I have used Likert 5 scale questions for 2 elements of professional identity that I have taken from scholars who have developed the instruments 1=strongly agree = 5 strongly disagree). I have already done descriptive analysis where I id’ed the % of respondents on each scale. I don’t want to test reliability of the instrument etc but would like to compare the different demographic variables like genders/professional org membership, country, etc for these 2 elements. N=75.

I have run Mann-Whitney for the 2 factor variables, and thought about using Kruskal-Wallis H tests for those variables with more than 2 possibilities eg countries.

The results in SPSS Mann-Whitney show for instance that for one sub-element that the distribution is not the same across the genders (Asymp sig of .013). The mean rank for males (n=57) is 34.86 and that of females N=18) is 47.94. Sum of ranks is male: 1987.00 and female: 863.00.
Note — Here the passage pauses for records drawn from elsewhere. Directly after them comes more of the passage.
//! Pending player choices.
//!
//! A composite effect that needs a decision returns an `AwaitingInput`
//! token instead of follow-ups. The processor parks it on the state and
//! stops; `rules::resolve_input` turns the player's [`Choice`] back into a
//! concrete effect through [`AwaitingInput::resume`].

use log::debug;
use serde::{Deserialize, Serialize};

use crate::core::{GameState, InstanceId, PlayerId};
use crate::effects::{BoundEffect, EffectArgs, EffectKind, SelectionMethod};
use crate::zones::Pile;

/// What kind of decision is pending.
#[derive(Clone, Copy, Debug, PartialEq, Eq, Serialize, Deserialize)]
#[serde(rename_all = "snake_case")]
pub enum ChoiceKind {
    /// Pick a template name; a copy is added to hand.
    CardToAdd,
    /// Pick a card from one of `source_piles`; it moves to `destination`.
    CardFromPile,
    /// Pick up to `count` cards for a card operation.
    CardsForOperation,
    /// Pick a number in `min..=max`.
    Number,
    /// Pick one card for the stored effect.
    CardForEffect,
}

/// The player's answer to an `AwaitingInput`.
#[derive(Clone, Debug, PartialEq, Eq, Serialize, Deserialize)]
#[serde(rename_all = "snake_case")]
pub enum Choice {
    Template(String),
    Card(InstanceId),
    Cards(Vec<InstanceId>),
    Number(i32),
}

/// A frozen continuation waiting for one player's decision.
#[derive(Clone, Debug, PartialEq, Serialize, Deserialize)]
pub struct AwaitingInput {
    pub kind: ChoiceKind,
    pub player: PlayerId,
    /// Card whose effect asked.
    pub source: Option<InstanceId>,
    /// Selectable cards.
    pub options: Vec<InstanceId>,
    /// Selectable template names, for `CardToAdd`.
    pub template_options: Vec<String>,
    /// Maximum number of cards for `CardsForOperation`.
    pub count: usize,
    pub min: i32,
    pub max: i32,
    pub source_piles: Vec<Pile>,
    pub destination: Option<Pile>,
    /// Effect re-issued with the choice filled in.
    pub source_effect: Option<Box<BoundEffect>>,
    pub prompt: Option<String>,
}

impl AwaitingInput {
    fn base(kind: ChoiceKind, player: PlayerId, source: Option<InstanceId>) -> Self {
        Self {
            kind,
            player,
            source,
            options: Vec::new(),
            template_options: Vec::new(),
            count: 0,
            min: 0,
            max: 0,
            source_piles: Vec::new(),
            destination: None,
            source_effect: None,
            prompt: None,
        }
    }

    // === Constructors ===

    #[must_use]
    pub fn card_to_add(player: PlayerId, source: Option<InstanceId>, names: Vec<String>) -> Self {
        Self {
            template_options: names,
            ..Self::base(ChoiceKind::CardToAdd, player, source)
        }
    }

    #[must_use]
    pub fn card_from_pile(
        player: PlayerId,
        source: Option<InstanceId>,
        options: Vec<InstanceId>,
        source_piles: Vec<Pile>,
        destination: Pile,
    ) -> Self {
        Self {
            options,
            source_piles,
            destination: Some(destination),
            ..Self::base(ChoiceKind::CardFromPile, player, source)
        }
    }

    /// Ask for up to `count` of `options`, then re-run `effect` with them
    /// pre-selected.
    #[must_use]
    pub fn cards_for_operation(
        player: PlayerId,
        options: Vec<InstanceId>,
        count: usize,
        effect: BoundEffect,
    ) -> Self {
        Self {
            options,
            count,
            source_effect: Some(Box::new(effect.clone())),
            ..Self::base(ChoiceKind::CardsForOperation, player, effect.source)
        }
    }

    #[must_use]
    pub fn number(player: PlayerId, min: i32, max: i32, effect: BoundEffect) -> Self {
        Self {
            min,
            max,
            source_effect: Some(Box::new(effect.clone())),
            ..Self::base(ChoiceKind::Number, player, effect.source)
        }
    }

    #[must_use]
    pub fn card_for_effect(player: PlayerId, options: Vec<InstanceId>, effect: BoundEffect) -> Self {
        Self {
            options,
            source_effect: Some(Box::new(effect.clone())),
            ..Self::base(ChoiceKind::CardForEffect, player, effect.source)
        }
    }

    #[must_use]
    pub fn with_prompt(mut self, prompt: impl Into<String>) -> Self {
        self.prompt = Some(prompt.into());
        self
    }

    // === Continuation ===

    /// Build the effect that carries `choice` forward.
    ///
    /// Returns `None` when the choice does not fit this request.
    #[must_use]
    pub fn resume(&self, state: &GameState, choice: Choice) -> Option<BoundEffect> {
        let effect = match (self.kind, choice) {
            (ChoiceKind::CardToAdd, Choice::Template(name)) => {
                if !self.template_options.contains(&name) {
                    return None;
                }
                let args = EffectArgs::new()
                    .with_player(self.player)
                    .with_template(name)
                    .with_destination(Pile::Hand);
                BoundEffect::new(EffectKind::AddCardToGame, args)
            }
            (ChoiceKind::CardFromPile, Choice::Card(card)) => {
                if !self.options.contains(&card) {
                    return None;
                }
                let (owner, pile) = state.locate(card)?;
                if owner != self.player || !self.source_piles.contains(&pile) {
                    return None;
                }
                let args = EffectArgs::new()
                    .with_player(self.player)
                    .with_card(card)
                    .with_source_pile(pile)
                    .with_destination(self.destination?);
                BoundEffect::new(EffectKind::MoveCard, args)
            }
            (ChoiceKind::CardsForOperation, Choice::Cards(cards)) => {
                if cards.len() > self.count || cards.iter().any(|c| !self.options.contains(c)) {
                    return None;
                }
                let mut effect = (**self.source_effect.as_ref()?).clone();
                effect.args.selection_method = Some(SelectionMethod::PreSelected);
                effect.args.selected_cards = Some(cards);
                effect
            }
            (ChoiceKind::Number, Choice::Number(value)) => {
                if !(self.min..=self.max).contains(&value) {
                    return None;
                }
                let mut effect = (**self.source_effect.as_ref()?).clone();
                effect.args.amount = Some(value);
                effect
            }
            (ChoiceKind::CardForEffect, Choice::Card(card)) => {
                if !self.options.contains(&card) {
                    return None;
                }
                let mut effect = (**self.source_effect.as_ref()?).clone();
                effect.args = effect.args.with_card(card);
                effect
            }
            (kind, choice) => {
                debug!("choice {choice:?} does not answer a {kind:?} request");
                return None;
            }
        };
        Some(effect.with_source(self.source))
    }
}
But now to analyse this and understand and write this? What does this mean? Are the men more positive about this aspect than women? What is the “so what?” here? I need to see the value if what I’m doing here, otherwise, if you can show me to a more appropriate method?

Other people have “just” used a table to compare the mean scores of the different demographic groupings, for instance Gender: F=2.19 M= 2.76, Qualification: Doctorate=1.16, Masters degree=3.12, bachelors=2.76 etc. This is sufficient for me, as I need to know if there is a big difference between the genders? What is “big difference”. This is why I thought Mann-Whitney is a good method to say that “the genders share the same opinion about 8 of the 9 elements, but in the 9th element, men feel more positive than females.”

Please help!

Dale

Jim Frost says

Hi Dale,

Personally, I find Likert data to be aggravating. I know it’s easy to ask those types of questions in a survey. It easy for respondents to figure out how to answer. However, Likert scale data are ordinal data, which presents analysis problems because they’re a bit like continuous data and a bit like categorical data. How do you treat and analyze them? There’s been a long standing debate over whether you should use parameteric or nonparametric analyses for them. The study I cite suggests that when you’re looking at two sample analyses, such as for male versus female, it doesn’t matter much as long as you have at least 10 observations per group. Your data qualifies, so I’d say you could use either approach. If others in your field use means, it’s probably OK to go that route and not fight the current! And, you can cite this article to support the decision.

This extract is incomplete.